Deutschland: 65. Jahrestag des Mauerbaus – Rede von Bundestagspräsident Klöckner
Rede zum Jahrestag
Am 13. August 2026 hielt der Bundestagspräsident Julia Klöckner in der Kapelle der Versöhnung an der Bernauer Straße eine Rede zum 65. Jahrestag des Baus der Berliner Mauer. Er betonte, dass die Mauer nach wie vor Spuren im politischen und gesellschaftlichen Leben Deutschlands hinterlasse und das Selbstverständnis der Menschen beeinflusse.
Erinnerung an die ersten Opfer
Der Redner erinnerte an die ersten Menschen, die beim Mauerbau ihr Leben verloren hatten. Ida Siekmann sprang am 22. August 1961 aus ihrer Wohnung in der Bernauer Straße und starb noch am selben Tag. Zwei Tage später, am 24. August 1961, wurde Günter Litfin beim Versuch, den Humboldthafen zu durchschwimmen, von der DDR‑Transportpolizei erschossen. Beide Fälle wurden als frühe Beispiele politischer Gewalt genannt.
Die Mauer als politisches Gewaltinstrument
Klöckner bezeichnete den Bau der Mauer als einen Akt politischer Gewalt, der nicht nur Berlin, sondern ganz Deutschland, Europa und die Welt teilte. In den ersten drei Wochen nach dem Bau wurden Tausende Menschen wegen angeblicher staatsfeindlicher Hetze verhaftet; zahlreiche Haftanstalten, darunter Hohenschönhausen, seien zu Orten der Folter und Erniedrigung geworden.
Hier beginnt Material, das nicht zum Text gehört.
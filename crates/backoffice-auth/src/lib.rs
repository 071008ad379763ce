//! Authentication primitives for the back-office API

pub mod jwt;
pub mod password;

pub use jwt::{JwtClaims, JwtError, JwtValidator, DEFAULT_TOKEN_HOURS};
pub use password::{check_password_policy, hash_password, verify_password, PasswordError};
Die Stasi wurde als zentrale Sicherheitsbehörde des damaligen Staates beschrieben.
Langfristige gesellschaftliche Folgen
Der Redner wies darauf hin, dass die Teilung nicht nur zu zwei Staaten, sondern zu zwei unterschiedlichen Identitäten geführt habe. Ereignisse wie der Prager Frühling, der RAF‑Terror, die Solidarność‑Bewegung und die Tschernobyl‑Katastrophe seien auf beiden Seiten unterschiedlich bewertet worden. Die Mauer sei nach ihrem Fall 1989 zu einer fast unsichtbaren Grenze geworden, deren ehemalige Orte heute zu touristischen Sehenswürdigkeiten würden.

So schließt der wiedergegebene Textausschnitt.